1. Em primeira convocatória, os órgãos colegiais da Administração Pública, que não funcionem


como órgãos de soberania, das regiões autónomas ou das autarquias locais, só podem
deliberar, estando presente a maioria do número legal dos seus membros com direito de voto

2. Não comparecendo o número de membros exigido, será convocada nova reunião, com
intervalo de, pelo menos, vinte e quatro horas, podendo o órgão deliberar desde que esteja
presente um terço dos membros com direito de voto, em número não inferior a três.

Em segunda convocatória, o quórum já não é a maioria dos respetivos membros, mas apenas
um terço. Com uma condição: que esse terço não seja inferior a três.

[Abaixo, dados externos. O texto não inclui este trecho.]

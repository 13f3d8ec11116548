use sqlx::SqlitePool;

pub async fn migrate(pool: &SqlitePool) -> anyhow::Result<()> {
    // Prize catalog
    sqlx::query(
        r#"
CREATE TABLE IF NOT EXISTS prize (
  id INTEGER PRIMARY KEY AUTOINCREMENT,
  title TEXT NOT NULL,

  prize_num BIGINT NOT NULL DEFAULT -1,
  left_num BIGINT NOT NULL DEFAULT 0,
  prize_code TEXT NOT NULL,
  prize_time INTEGER NOT NULL DEFAULT 0,

  img TEXT NOT NULL DEFAULT '',
  display_order INTEGER NOT NULL DEFAULT 0,
  prize_type INTEGER NOT NULL DEFAULT 0,
  prize_profile TEXT NOT NULL DEFAULT '',

  begin_time BIGINT NOT NULL DEFAULT 0,
  end_time BIGINT NOT NULL DEFAULT 0,

  prize_plan TEXT NOT NULL DEFAULT '',
  prize_begin BIGINT NOT NULL DEFAULT 0,
  prize_end BIGINT NOT NULL DEFAULT 0,

  status INTEGER NOT NULL DEFAULT 1,
  created_at BIGINT NOT NULL,
  updated_at BIGINT NOT NULL,
  op_ip TEXT NOT NULL DEFAULT ''
);
"#,
    )
    .execute(pool)
    .await?;

    // Unique coupon codes
    sqlx::query(
        r#"
CREATE TABLE IF NOT EXISTS coupon (
  id INTEGER PRIMARY KEY AUTOINCREMENT,
  prize_id BIGINT NOT NULL,
  code TEXT NOT NULL UNIQUE,
  status INTEGER NOT NULL DEFAULT 1,
  created_at BIGINT NOT NULL,
  updated_at BIGINT NOT NULL
);
"#,
    )
    .execute(pool)
    .await?;

    // Draw results, append-only
    sqlx::query(
        r#"
CREATE TABLE IF NOT EXISTS result (
  id INTEGER PRIMARY KEY AUTOINCREMENT,
  prize_id BIGINT NOT NULL,
  prize_name TEXT NOT NULL,
  prize_type INTEGER NOT NULL,
  user_id BIGINT NOT NULL,
  user_name TEXT NOT NULL,
  prize_code BIGINT NOT NULL,
  prize_data TEXT NOT NULL DEFAULT '',
  ip TEXT NOT NULL DEFAULT '',
  created_at BIGINT NOT NULL
);
"#,
    )
    .execute(pool)
    .await?;

    // Accounts (managed by the registration service; only referenced here)
    sqlx::query(
        r#"
CREATE TABLE IF NOT EXISTS user (
  id INTEGER PRIMARY KEY AUTOINCREMENT,
  user_name TEXT NOT NULL UNIQUE,
  created_at BIGINT NOT NULL
);
"#,
    )
    .execute(pool)
    .await?;

    sqlx::query(
        r#"
CREATE TABLE IF NOT EXISTS black_user (
  id INTEGER PRIMARY KEY AUTOINCREMENT,
  user_id BIGINT NOT NULL UNIQUE,
  user_name TEXT NOT NULL DEFAULT '',
  black_time BIGINT NOT NULL,
  real_name TEXT NOT NULL DEFAULT '',
  mobile TEXT NOT NULL DEFAULT '',
  address TEXT NOT NULL DEFAULT '',
  op_ip TEXT NOT NULL DEFAULT '',
  created_at BIGINT NOT NULL,
  updated_at BIGINT NOT NULL
);
"#,
    )
    .execute(pool)
    .await?;

    sqlx::query(
        r#"
CREATE TABLE IF NOT EXISTS black_ip (
  id INTEGER PRIMARY KEY AUTOINCREMENT,
  ip TEXT NOT NULL UNIQUE,
  black_time BIGINT NOT NULL,
  created_at BIGINT NOT NULL,
  updated_at BIGINT NOT NULL
);
"#,
    )
    .execute(pool)
    .await?;

    // Per-user per-day draw counters
    sqlx::query(
        r#"
CREATE TABLE IF NOT EXISTS lottery_times (
  id INTEGER PRIMARY KEY AUTOINCREMENT,
  user_id BIGINT NOT NULL,
  day INTEGER NOT NULL,
  num BIGINT NOT NULL DEFAULT 0,
  created_at BIGINT NOT NULL,
  updated_at BIGINT NOT NULL,
  UNIQUE(user_id, day)
);
"#,
    )
    .execute(pool)
    .await?;

    sqlx::query(r#"CREATE INDEX IF NOT EXISTS idx_coupon_prize ON coupon(prize_id);"#)
        .execute(pool)
        .await?;

    sqlx::query(r#"CREATE INDEX IF NOT EXISTS idx_result_user ON result(user_id);"#)
        .execute(pool)
        .await?;

    Ok(())
}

Sublinha Diogo Freitas do Amaral que o artigo 22º/nº2 não é aplicável às assembleias que
funcionem como órgãos de soberania, das regiões autónomas ou do poder local, uma vez que
quanto a estas a Constituição exige a presença da maioria do número legal dos seus membros -
artigo 119º/nº1 e nº2

Contrariamente ao que pretende o requerente, o artigo 22º/nº2 CPA não se aplica às


assembleias das autarquias locais.

Tribunal Constitucional, porém, não declarou a inconstitucionalidade, por entender que o nº2
do artigo 22º CPA era passível de uma interpretação restritiva.

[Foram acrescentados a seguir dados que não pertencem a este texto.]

//! Domain-wide constants: admission ceilings, probability space, cache keys.

/// Draws a user may make per calendar day.
pub const USER_DAILY_MAX: i64 = 3_000;
/// Per-IP daily count above which we start warning.
pub const IP_SOFT_MAX: i64 = 30_000;
/// Per-IP daily count above which draws are denied.
pub const IP_HARD_MAX: i64 = 300_000;

/// Prize codes are drawn uniformly from `[0, CODE_MAX)`.
pub const CODE_MAX: i64 = 10_000;

/// Shard width for the per-user daily counter hashes.
pub const USER_SHARD: u64 = 2;
/// Shard width for the per-IP daily counter hashes.
pub const IP_SHARD: u64 = 2;

/// How long a large-prize winner stays blacklisted, in seconds.
pub const DEFAULT_BLACK_TIME_SECS: i64 = 7 * 86_400;
/// TTL of the full-catalog snapshot, in seconds.
pub const ALL_PRIZE_TTL_SECS: u64 = 30 * 86_400;

/// Offset added to a prize id to form the coupon-rebuild lock key, keeping it
/// disjoint from every user lock key.
pub const COUPON_DIFF_LOCK_OFFSET: u64 = 10_000_000;

pub const ALL_PRIZE_KEY: &str = "all_prize";
pub const PRIZE_POOL_KEY: &str = "prize_pool";
pub const PRIZE_COUPON_KEY_PREFIX: &str = "prize_coupon_";
pub const USER_DAY_NUM_KEY_PREFIX: &str = "user_lottery_day_num_";
pub const IP_DAY_NUM_KEY_PREFIX: &str = "day_ip_num_";
pub const BLACK_USER_KEY_PREFIX: &str = "black_user_info_";
pub const BLACK_IP_KEY_PREFIX: &str = "black_ip_info_";
pub const LUCKY_LOCK_KEY_PREFIX: &str = "lucky_lock_";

Perigo da interpretação conforme com a CRP é de permitir interpretações inconstitucionais


porque em sede de fiscalização sucessiva abstrata o seu juízo de interpretação conforme à
Constituição não é vinculativo.
As únicas decisões que são vinculativas são as de inconstitucionalidade.
Em sede de fiscalização abstrata, quando o Tribunal declara a inconstitucionalidade, mais
ninguém pode aplicar aquela norma. Por isso, muitos autores dizem que mais vale que o
Tribunal declare a inconstitucionalidade.
No caso de fiscalização sucessiva concreta, o juízo de interpretação do Tribunal é vinculativo.